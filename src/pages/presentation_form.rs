//! Presentation Form Page
//!
//! Submits a presentation proposal for a conference.

use leptos::*;

use crate::api;
use crate::api::client::{conference_choices, ConferenceChoice, NewPresentation};
use crate::state::global::GlobalState;

/// Presentation form page component
#[component]
pub fn PresentationForm() -> impl IntoView {
    let state = use_context::<GlobalState>().expect("GlobalState not found");

    let (presenter_name, set_presenter_name) = create_signal(String::new());
    let (presenter_email, set_presenter_email) = create_signal(String::new());
    let (title, set_title) = create_signal(String::new());
    let (synopsis, set_synopsis) = create_signal(String::new());
    let (selected, set_selected) = create_signal(String::new());
    let (choices, set_choices) = create_signal(Vec::<ConferenceChoice>::new());
    let (submitting, set_submitting) = create_signal(false);

    // Populate the conference dropdown on mount
    let state_for_effect = state.clone();
    create_effect(move |_| {
        let state = state_for_effect.clone();
        spawn_local(async move {
            match api::fetch_locations().await {
                Ok(locations) => set_choices.set(conference_choices(&locations)),
                Err(e) => state.show_error(&e),
            }
        });
    });

    let on_submit = move |ev: web_sys::SubmitEvent| {
        ev.prevent_default();

        let choice = match selected.get().parse::<usize>() {
            Ok(index) => match choices.get().into_iter().nth(index) {
                Some(choice) => choice,
                None => {
                    state.show_error("Pick a conference first");
                    return;
                }
            },
            Err(_) => {
                state.show_error("Pick a conference first");
                return;
            }
        };

        let payload = NewPresentation {
            presenter_name: presenter_name.get(),
            presenter_email: presenter_email.get(),
            title: title.get(),
            synopsis: synopsis.get(),
        };
        if payload.presenter_name.is_empty()
            || payload.presenter_email.is_empty()
            || payload.title.is_empty()
        {
            state.show_error("Presenter name, email, and title are required");
            return;
        }

        set_submitting.set(true);

        let state_clone = state.clone();
        spawn_local(async move {
            match api::create_presentation(&choice.location_id, &choice.conference_id, &payload)
                .await
            {
                Ok(()) => {
                    state_clone.show_success("Presentation submitted");
                    set_presenter_name.set(String::new());
                    set_presenter_email.set(String::new());
                    set_title.set(String::new());
                    set_synopsis.set(String::new());
                    set_selected.set(String::new());
                }
                Err(e) => {
                    state_clone.show_error(&e);
                }
            }
            set_submitting.set(false);
        });
    };

    view! {
        <div class="max-w-lg mx-auto">
            <h1 class="text-3xl font-bold mb-6">"Submit a presentation"</h1>

            <form on:submit=on_submit class="space-y-4 bg-gray-800 rounded-xl p-6">
                // Conference
                <div>
                    <label class="block text-sm text-gray-400 mb-2">"Conference"</label>
                    <select
                        on:change=move |ev| set_selected.set(event_target_value(&ev))
                        prop:value=move || selected.get()
                        class="w-full bg-gray-700 rounded-lg px-4 py-3
                               border border-gray-600 focus:border-primary-500 focus:outline-none"
                    >
                        <option value="">"Choose a conference"</option>
                        {move || {
                            choices.get()
                                .into_iter()
                                .enumerate()
                                .map(|(index, choice)| view! {
                                    <option value=index.to_string()>{choice.label.clone()}</option>
                                })
                                .collect_view()
                        }}
                    </select>
                </div>

                // Presenter
                <div class="grid grid-cols-2 gap-4">
                    <div>
                        <label class="block text-sm text-gray-400 mb-2">"Presenter name"</label>
                        <input
                            type="text"
                            placeholder="Full name"
                            prop:value=move || presenter_name.get()
                            on:input=move |ev| set_presenter_name.set(event_target_value(&ev))
                            class="w-full bg-gray-700 rounded-lg px-4 py-3
                                   border border-gray-600 focus:border-primary-500 focus:outline-none"
                        />
                    </div>
                    <div>
                        <label class="block text-sm text-gray-400 mb-2">"Presenter email"</label>
                        <input
                            type="email"
                            placeholder="you@example.com"
                            prop:value=move || presenter_email.get()
                            on:input=move |ev| set_presenter_email.set(event_target_value(&ev))
                            class="w-full bg-gray-700 rounded-lg px-4 py-3
                                   border border-gray-600 focus:border-primary-500 focus:outline-none"
                        />
                    </div>
                </div>

                // Title
                <div>
                    <label class="block text-sm text-gray-400 mb-2">"Title"</label>
                    <input
                        type="text"
                        placeholder="Presentation title"
                        prop:value=move || title.get()
                        on:input=move |ev| set_title.set(event_target_value(&ev))
                        class="w-full bg-gray-700 rounded-lg px-4 py-3
                               border border-gray-600 focus:border-primary-500 focus:outline-none"
                    />
                </div>

                // Synopsis
                <div>
                    <label class="block text-sm text-gray-400 mb-2">"Synopsis"</label>
                    <textarea
                        rows="4"
                        placeholder="What will you talk about?"
                        prop:value=move || synopsis.get()
                        on:input=move |ev| set_synopsis.set(event_target_value(&ev))
                        class="w-full bg-gray-700 rounded-lg px-4 py-3
                               border border-gray-600 focus:border-primary-500 focus:outline-none"
                    />
                </div>

                // Submit
                <button
                    type="submit"
                    disabled=move || submitting.get()
                    class="w-full bg-primary-600 hover:bg-primary-700 disabled:bg-gray-600
                           disabled:cursor-not-allowed rounded-lg py-3 font-semibold transition-colors"
                >
                    {move || if submitting.get() { "Submitting..." } else { "Submit" }}
                </button>
            </form>
        </div>
    }
}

** Task prompt **
All lines above that contain the word "await" are to be copied.

** Finished task **
            match api::fetch_locations().await {
                .await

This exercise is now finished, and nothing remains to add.